We can and do, and there are detailed plans based on those weather scenarios (eg for the Australian east coast grid; there is AEMO’s Integrated System Plan).

Things in the US are a bit more of a mixed bag, for better or worse, but there have been studies done that suggest that you can get very high renewables levels cost effectively, but not to 100% without new technology (eg “clean firm” power like geothermal, new nuclear being something other than a clusterfumble, long-term storage like iron-air batteries, etc etc etc).

The best technologies there are (IMO) e-fuels and extremely low capex thermal.

There are interesting engineering problems for sources that are intended to operate very infrequently and at very low capacity factor, as might be needed for covering Dunkleflauten. E-fuels burned with liquid oxygen (and water to reduce temperature) in rocket-like combustors might be better than conventional gas turbines for that.

  • Curious - any references for those “rocket turbine” motors, particularly for this application? I’ve not seen that idea before.

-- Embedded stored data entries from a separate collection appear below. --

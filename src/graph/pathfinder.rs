//! A* shortest-path search over the building graph.

use std::cmp::Ordering;
use std::collections::{BinaryHeap, HashMap, HashSet};

use log::{debug, trace, warn};

use super::{Graph, Node, Route};
use crate::config::RouteConfig;
use crate::constants::DEFAULT_EXPANSION_BUDGET;
use crate::error::PathError;

/// Frontier entry, ordered so the heap pops the lowest `f` first and breaks
/// ties on the lowest node id
#[derive(Debug, Clone, Copy)]
struct OpenEntry<'g> {
    f_cost: f64,
    id: &'g str,
}

impl Eq for OpenEntry<'_> {}

impl PartialEq for OpenEntry<'_> {
    fn eq(&self, other: &Self) -> bool {
        self.cmp(other) == Ordering::Equal
    }
}

impl Ord for OpenEntry<'_> {
    fn cmp(&self, other: &Self) -> Ordering {
        // Reversed for min-heap behavior
        other
            .f_cost
            .total_cmp(&self.f_cost)
            .then_with(|| other.id.cmp(self.id))
    }
}

impl PartialOrd for OpenEntry<'_> {
    fn partial_cmp(&self, other: &Self) -> Option<Ordering> {
        Some(self.cmp(other))
    }
}

/// A* route planner
///
/// Cost is cumulative 3-D corridor length and the heuristic is the straight
/// line to the destination, which never overestimates, so the first time the
/// destination leaves the frontier its route is the shortest.
///
/// The search gives up after `expansion_budget` frontier pops and reports
/// [`PathError::SearchTruncated`], which is distinct from
/// [`PathError::Unreachable`].
#[derive(Debug, Clone)]
pub struct Pathfinder {
    expansion_budget: usize,
}

impl Pathfinder {
    pub fn new(config: &RouteConfig) -> Self {
        Self::with_budget(config.expansion_budget)
    }

    pub fn with_budget(expansion_budget: usize) -> Self {
        Self { expansion_budget }
    }

    pub fn expansion_budget(&self) -> usize {
        self.expansion_budget
    }

    /// Find the shortest route from `start` to `end`
    ///
    /// Edges that reference unknown nodes are skipped.
    pub fn find_path(&self, graph: &Graph, start: &str, end: &str) -> Result<Route, PathError> {
        trace!("[AStar] find_path: start={} end={}", start, end);

        let nodes = graph.node_index();
        let start_node = *nodes
            .get(start)
            .ok_or_else(|| PathError::InvalidEndpoint(start.to_string()))?;
        let goal_node = *nodes
            .get(end)
            .ok_or_else(|| PathError::InvalidEndpoint(end.to_string()))?;

        if start == end {
            return Ok(Route::new(vec![start_node.clone()], 0));
        }

        let adjacency = build_adjacency(graph, &nodes);
        let goal_id = goal_node.id.as_str();

        let mut open_set = BinaryHeap::new();
        let mut closed_set: HashSet<&str> = HashSet::new();
        let mut came_from: HashMap<&str, &str> = HashMap::new();
        let mut g_scores: HashMap<&str, f64> = HashMap::new();

        g_scores.insert(start_node.id.as_str(), 0.0);
        open_set.push(OpenEntry {
            f_cost: start_node.distance_to(goal_node),
            id: start_node.id.as_str(),
        });

        let mut nodes_expanded = 0;

        while let Some(OpenEntry { id: current, .. }) = open_set.pop() {
            if closed_set.contains(current) {
                continue;
            }

            if nodes_expanded >= self.expansion_budget {
                debug!(
                    "[AStar] FAILED: expansion budget of {} exhausted",
                    self.expansion_budget
                );
                return Err(PathError::SearchTruncated {
                    expanded: nodes_expanded,
                });
            }
            nodes_expanded += 1;

            if current == goal_id {
                let path = reconstruct_path(&came_from, &nodes, goal_id);
                debug!(
                    "[AStar] found {} node route after expanding {} nodes",
                    path.len(),
                    nodes_expanded
                );
                return Ok(Route::new(path, nodes_expanded));
            }
            closed_set.insert(current);

            let (Some(current_node), Some(&current_g)) = (nodes.get(current), g_scores.get(current))
            else {
                continue;
            };

            for &neighbor in adjacency.get(current).map(Vec::as_slice).unwrap_or_default() {
                if closed_set.contains(neighbor) {
                    continue;
                }
                let Some(neighbor_node) = nodes.get(neighbor) else {
                    continue;
                };

                let tentative_g = current_g + current_node.distance_to(neighbor_node);
                let known_g = g_scores.get(neighbor).copied().unwrap_or(f64::INFINITY);
                if tentative_g < known_g {
                    came_from.insert(neighbor, current);
                    g_scores.insert(neighbor, tentative_g);
                    open_set.push(OpenEntry {
                        f_cost: tentative_g + neighbor_node.distance_to(goal_node),
                        id: neighbor,
                    });
                }
            }
        }

        debug!(
            "[AStar] FAILED: no route after expanding {} nodes",
            nodes_expanded
        );
        Err(PathError::Unreachable {
            start: start.to_string(),
            end: end.to_string(),
        })
    }
}

impl Default for Pathfinder {
    fn default() -> Self {
        Self::with_budget(DEFAULT_EXPANSION_BUDGET)
    }
}

/// Shortest route with the default expansion budget
pub fn find_path(graph: &Graph, start: &str, end: &str) -> Result<Route, PathError> {
    Pathfinder::default().find_path(graph, start, end)
}

/// Undirected adjacency lists in edge order, skipping dangling edges
fn build_adjacency<'g>(
    graph: &'g Graph,
    nodes: &HashMap<&'g str, &'g Node>,
) -> HashMap<&'g str, Vec<&'g str>> {
    let mut adjacency: HashMap<&str, Vec<&str>> = HashMap::with_capacity(nodes.len());
    for edge in &graph.edges {
        let source = edge.source.as_str();
        let target = edge.target.as_str();
        if !nodes.contains_key(source) || !nodes.contains_key(target) {
            warn!(
                "Ignoring edge {:?}: {} -> {} references an unknown node",
                edge.id, source, target
            );
            continue;
        }
        adjacency.entry(source).or_default().push(target);
        adjacency.entry(target).or_default().push(source);
    }
    adjacency
}

fn reconstruct_path(
    came_from: &HashMap<&str, &str>,
    nodes: &HashMap<&str, &Node>,
    goal: &str,
) -> Vec<Node> {
    let mut ids = vec![goal];
    let mut current = goal;
    while let Some(&prev) = came_from.get(current) {
        ids.push(prev);
        current = prev;
    }

    ids.iter()
        .rev()
        .filter_map(|id| nodes.get(id).map(|n| (*n).clone()))
        .collect()
}

#[cfg(test)]
mod tests {
    use super::*;
    use crate::graph::{Edge, Node};
    use approx::assert_relative_eq;

    fn chain(len: usize) -> Graph {
        let nodes = (0..len)
            .map(|i| Node::new(format!("n{:03}", i), format!("Node {}", i), i as f64, 0.0, 0.0))
            .collect();
        let edges = (1..len)
            .map(|i| Edge::new(format!("e{}", i), format!("n{:03}", i - 1), format!("n{:03}", i)))
            .collect();
        Graph::new(nodes, edges)
    }

    #[test]
    fn test_prefers_shorter_detour() {
        // a -> far -> d is fewer hops but longer than a -> b -> c -> d
        let graph = Graph::new(
            vec![
                Node::new("a", "A", 0.0, 0.0, 0.0),
                Node::new("b", "B", 1.0, 0.0, 0.0),
                Node::new("c", "C", 2.0, 0.0, 0.0),
                Node::new("d", "D", 3.0, 0.0, 0.0),
                Node::new("far", "Far", 1.5, 10.0, 0.0),
            ],
            vec![
                Edge::new("1", "a", "far"),
                Edge::new("2", "far", "d"),
                Edge::new("3", "a", "b"),
                Edge::new("4", "b", "c"),
                Edge::new("5", "c", "d"),
            ],
        );

        let route = find_path(&graph, "a", "d").unwrap();
        assert_eq!(route.ids(), vec!["a", "b", "c", "d"]);
        assert_relative_eq!(route.total_distance(), 3.0);
    }

    #[test]
    fn test_edges_are_undirected() {
        let graph = chain(4);
        let route = find_path(&graph, "n003", "n000").unwrap();
        assert_eq!(route.ids(), vec!["n003", "n002", "n001", "n000"]);
    }

    #[test]
    fn test_same_start_and_end() {
        let graph = chain(3);
        let route = find_path(&graph, "n001", "n001").unwrap();
        assert_eq!(route.ids(), vec!["n001"]);
        assert_relative_eq!(route.total_distance(), 0.0);
    }

    #[test]
    fn test_unknown_endpoints() {
        let graph = chain(3);
        assert_eq!(
            find_path(&graph, "nope", "n001"),
            Err(PathError::InvalidEndpoint("nope".to_string()))
        );
        assert_eq!(
            find_path(&graph, "n001", "nope"),
            Err(PathError::InvalidEndpoint("nope".to_string()))
        );
    }

    #[test]
    fn test_disconnected_is_unreachable() {
        let mut graph = chain(3);
        graph.nodes.push(Node::new("island", "Island", 50.0, 50.0, 0.0));
        assert_eq!(
            find_path(&graph, "n000", "island"),
            Err(PathError::Unreachable {
                start: "n000".to_string(),
                end: "island".to_string()
            })
        );
    }

    #[test]
    fn test_budget_truncation_is_distinct() {
        let graph = chain(5);

        let route = Pathfinder::with_budget(5)
            .find_path(&graph, "n000", "n004")
            .unwrap();
        assert_eq!(route.len(), 5);
        assert_eq!(route.nodes_expanded(), 5);

        assert_eq!(
            Pathfinder::with_budget(4).find_path(&graph, "n000", "n004"),
            Err(PathError::SearchTruncated { expanded: 4 })
        );
    }

    #[test]
    fn test_long_chain_reconstructs_fully() {
        let graph = chain(40);
        let route = find_path(&graph, "n000", "n039").unwrap();
        assert_eq!(route.len(), 40);
        assert_eq!(route.start().id, "n000");
        assert_eq!(route.destination().id, "n039");
        assert_relative_eq!(route.total_distance(), 39.0);
    }

    #[test]
    fn test_dangling_edges_ignored() {
        let mut graph = chain(3);
        graph.edges.push(Edge::new("ghost", "n000", "missing"));
        graph.edges.push(Edge::new("ghost2", "missing", "n002"));

        let route = find_path(&graph, "n000", "n002").unwrap();
        assert_eq!(route.ids(), vec!["n000", "n001", "n002"]);
    }

    #[test]
    fn test_equal_cost_ties_break_on_lowest_id() {
        // Two mirror-image routes of identical length
        let graph = Graph::new(
            vec![
                Node::new("start", "Start", 0.0, 0.0, 0.0),
                Node::new("upper", "Upper", 1.0, -1.0, 0.0),
                Node::new("lower", "Lower", 1.0, 1.0, 0.0),
                Node::new("zend", "End", 2.0, 0.0, 0.0),
            ],
            vec![
                Edge::new("1", "start", "upper"),
                Edge::new("2", "upper", "zend"),
                Edge::new("3", "start", "lower"),
                Edge::new("4", "lower", "zend"),
            ],
        );

        for _ in 0..10 {
            let route = find_path(&graph, "start", "zend").unwrap();
            assert_eq!(route.ids(), vec!["start", "lower", "zend"]);
        }
    }

    #[test]
    fn test_heap_orders_by_cost_then_id() {
        let mut heap = BinaryHeap::new();
        heap.push(OpenEntry { f_cost: 2.0, id: "a" });
        heap.push(OpenEntry { f_cost: 1.0, id: "z" });
        heap.push(OpenEntry { f_cost: 1.0, id: "m" });

        assert_eq!(heap.pop().unwrap().id, "m");
        assert_eq!(heap.pop().unwrap().id, "z");
        assert_eq!(heap.pop().unwrap().id, "a");
    }
}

    • It's mostly something I thought about myself. The prompting idea was how to massively reduce the capex of a turbine system, even if that increases the marginal cost per kWh when the system is in use, and also the observation of th incredibly high power density of rockets (they're the highest power density heat engines humanity makes). So, get rid of the compressor stage of the turbine, be open cycle so there's no need to condense steam back to water, and operate at higher pressure (at least an order of magnitude higher than combustion turbines) so the entire thing can be smaller.

      You'd have to pay for storage of water and LOX (and making the LOX) so this wouldn't make sense to prolonged usage. On the plus side, using pure LOX means no NOx formation, so you also lose the catalytic NOx destruction system a stationary gas turbine would need to treat its exhaust.

      I vaguely recall some people in Germany were looking at something like this but I don't remember any details.